The second part was winter songs. Not necessarily holiday, but some holiday, but winter feeling songs. Songs about going home. Those sorts of things. And this part was one guy at the piano and two performers. The guy that did the Truman Capote story and a woman. They sang and told stories. Lovely voices. Stories that were memories of their lives and past holidays.

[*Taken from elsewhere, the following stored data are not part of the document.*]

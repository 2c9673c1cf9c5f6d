#![allow(dead_code)]

use std::collections::HashMap;
use std::time::{Duration, Instant};

use sqlq::{
    AsyncSqlite, CallbackRef, Config, ContextId, DbHandle, HandleRegistry, LivenessToken, ObjectId,
    ObjectRef, ObjectStore, ScriptHost, Value,
};
use std::sync::Arc;

/// A value on the recording host's stack.
#[derive(Debug, Clone, PartialEq)]
pub enum Slot {
    Int(i32),
    Float(f32),
    Str(String),
    Vector([f32; 3]),
    Object(ObjectRef),
    Undefined,
    Array(Vec<Slot>),
}

impl Slot {
    pub fn grid(rows: &[&[&str]]) -> Slot {
        Slot::Array(
            rows.iter()
                .map(|row| Slot::Array(row.iter().map(|c| Slot::Str(c.to_string())).collect()))
                .collect(),
        )
    }
}

/// A script argument as the host would see it.
#[derive(Debug, Clone, PartialEq)]
pub enum Arg {
    Value(Value),
    Function(CallbackRef),
}

#[derive(Debug, Clone, PartialEq)]
pub struct Call {
    pub target: Option<ObjectId>,
    pub callback: CallbackRef,
    pub args: Vec<Slot>,
}

/// Records every push, call and error. Argument reads are strict by kind.
#[derive(Debug, Default)]
pub struct RecordingHost {
    pub context: Option<ContextId>,
    pub args: Vec<Arg>,
    pub stack: Vec<Slot>,
    pub calls: Vec<Call>,
    pub errors: Vec<String>,
}

impl RecordingHost {
    pub fn in_context(context: u32) -> Self {
        RecordingHost {
            context: Some(ContextId(context)),
            ..Default::default()
        }
    }

    fn value(&self, index: usize) -> Option<&Value> {
        match self.args.get(index) {
            Some(Arg::Value(value)) => Some(value),
            _ => None,
        }
    }

    fn pop_args(&mut self, argc: usize) -> Vec<Slot> {
        let split = self.stack.len() - argc;
        self.stack.split_off(split)
    }
}

impl ScriptHost for RecordingHost {
    fn current_context(&self) -> Option<ContextId> {
        self.context
    }

    fn arg_int(&self, index: usize) -> Option<i32> {
        match self.value(index) {
            Some(Value::Int(v)) => Some(*v),
            _ => None,
        }
    }

    fn arg_float(&self, index: usize) -> Option<f32> {
        match self.value(index) {
            Some(Value::Float(v)) => Some(*v),
            _ => None,
        }
    }

    fn arg_string(&self, index: usize) -> Option<String> {
        match self.value(index) {
            Some(Value::String(v)) => Some(v.clone()),
            _ => None,
        }
    }

    fn arg_vector(&self, index: usize) -> Option<[f32; 3]> {
        match self.value(index) {
            Some(Value::Vector(v)) => Some(*v),
            _ => None,
        }
    }

    fn arg_object(&self, index: usize) -> Option<ObjectRef> {
        match self.value(index) {
            Some(Value::Object(v)) => Some(*v),
            _ => None,
        }
    }

    fn arg_function(&self, index: usize) -> Option<CallbackRef> {
        match self.args.get(index) {
            Some(Arg::Function(f)) => Some(*f),
            _ => None,
        }
    }

    fn push_int(&mut self, value: i32) {
        self.stack.push(Slot::Int(value));
    }

    fn push_float(&mut self, value: f32) {
        self.stack.push(Slot::Float(value));
    }

    fn push_string(&mut self, value: &str) {
        self.stack.push(Slot::Str(value.to_string()));
    }

    fn push_vector(&mut self, value: [f32; 3]) {
        self.stack.push(Slot::Vector(value));
    }

    fn push_object(&mut self, value: ObjectRef) {
        self.stack.push(Slot::Object(value));
    }

    fn push_undefined(&mut self) {
        self.stack.push(Slot::Undefined);
    }

    fn push_array(&mut self) {
        self.stack.push(Slot::Array(Vec::new()));
    }

    fn push_array_last(&mut self) {
        let value = self.stack.pop().expect("push_array_last on empty stack");
        match self.stack.last_mut() {
            Some(Slot::Array(items)) => items.push(value),
            other => panic!("push_array_last onto {other:?}"),
        }
    }

    fn exec_thread(&mut self, callback: CallbackRef, argc: usize) {
        let args = self.pop_args(argc);
        self.calls.push(Call {
            target: None,
            callback,
            args,
        });
    }

    fn exec_object_thread(&mut self, target: ObjectId, callback: CallbackRef, argc: usize) {
        let args = self.pop_args(argc);
        self.calls.push(Call {
            target: Some(target),
            callback,
            args,
        });
    }

    fn report_error(&mut self, message: &str) {
        self.errors.push(message.to_string());
    }
}

#[derive(Debug, Default)]
pub struct Objects(pub HashMap<ObjectId, LivenessToken>);

impl Objects {
    pub fn with(mut self, id: u32, token: u32) -> Self {
        self.0.insert(ObjectId(id), LivenessToken(token));
        self
    }
}

impl ObjectStore for Objects {
    fn liveness(&self, id: ObjectId) -> Option<LivenessToken> {
        self.0.get(&id).copied()
    }
}

pub fn config() -> Config {
    Config {
        poll_interval: Duration::from_millis(5),
        ..Config::default()
    }
}

/// A running service over a fresh registry with one in-memory database.
pub fn start(config: Config) -> (AsyncSqlite, DbHandle) {
    let registry = Arc::new(HandleRegistry::new());
    let handle = registry.open(":memory:").unwrap();
    let service = AsyncSqlite::start(config, registry).unwrap();
    (service, handle)
}

const DEADLINE: Duration = Duration::from_secs(2);

/// Drain until `done` holds, panicking after two seconds.
pub fn drain_until(
    service: &AsyncSqlite,
    host: &mut RecordingHost,
    objects: &Objects,
    done: impl Fn(&RecordingHost) -> bool,
) {
    let start = Instant::now();
    while !done(host) {
        assert!(start.elapsed() < DEADLINE, "timed out; host state: {host:?}");
        service.drain_completions(host, objects);
        std::thread::sleep(Duration::from_millis(2));
    }
}

/// Drain until every task has been delivered and reaped.
pub fn settle(service: &AsyncSqlite, host: &mut RecordingHost, objects: &Objects) {
    let start = Instant::now();
    while service.outstanding() > 0 {
        assert!(start.elapsed() < DEADLINE, "timed out with {} tasks", service.outstanding());
        service.drain_completions(host, objects);
        std::thread::sleep(Duration::from_millis(2));
    }
}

So one of these stories was from the guy. He talked about being in London when he was young. He was on his own and headed to a hostel for the evening. He had just gotten off the tube and was jostled in the crowd. Realized a few feet later that he hadn't been bumped, he'd been mugged. So the money he was going to spend at the hostel was gone. He was broke. There was a piano there from one of those "Art Everywhere" installations and he sat down to play. Put his hat down to collect some money, hopefully enough for his night in the hostel and maybe a beer. He sang the song he sang that day and talked about the hope in his heart at Christmas. Well he finished his song and turned to collect his take and...someone had stolen his hat. So now he is going to sleep in the train station. With zero money and the same amount of faith in his fellow man.
And he left the stage. Ended the story on that note.
The audience didn't know what to do with that. At all.
You could feel it. The AND?? reaction. They were waiting for the happy ending. They wanted him to say "and then the millionaire gave me tickets to fly home on his private jet" or "and that's the night I met the love of my life." To be perfectly honest, I was not. As soon as he said he put his hat down I thought, someone steals his hat. Because that's how I would write the story. I loved this moment in the theater. The waiting. The reaction from the audience. The waiting feeling for the "more" part. The happy ending. The ending that wasn't coming.
It's often how I write the story. There is no happy ending. Or even a tidy one. I leave things open ended. Or sad. Or awful. Because that's the way life works.
We are all programmed to look for that happy ending. Or that tidy one. The one where every problem can be solved in 20 minutes. Or if it's a feature film two hours.
I see it playing out in real life all of the time. It's part of why I have been couching my posts about the latest Trump revelations with "I don't think anything will come of this." We want there to be lines that are drawn. Good guys and bad guys. And we really want the bad guys to be punished. And that often doesn't happen in the real world. If the bad guys have enough money they don't ever face consequences. In this case the establishment that can bring about charges will most likely not because they need him. They want him just where he is so they can do what they want. He's useful to them so they don't care about right or wrong in this case. The ends justify the means.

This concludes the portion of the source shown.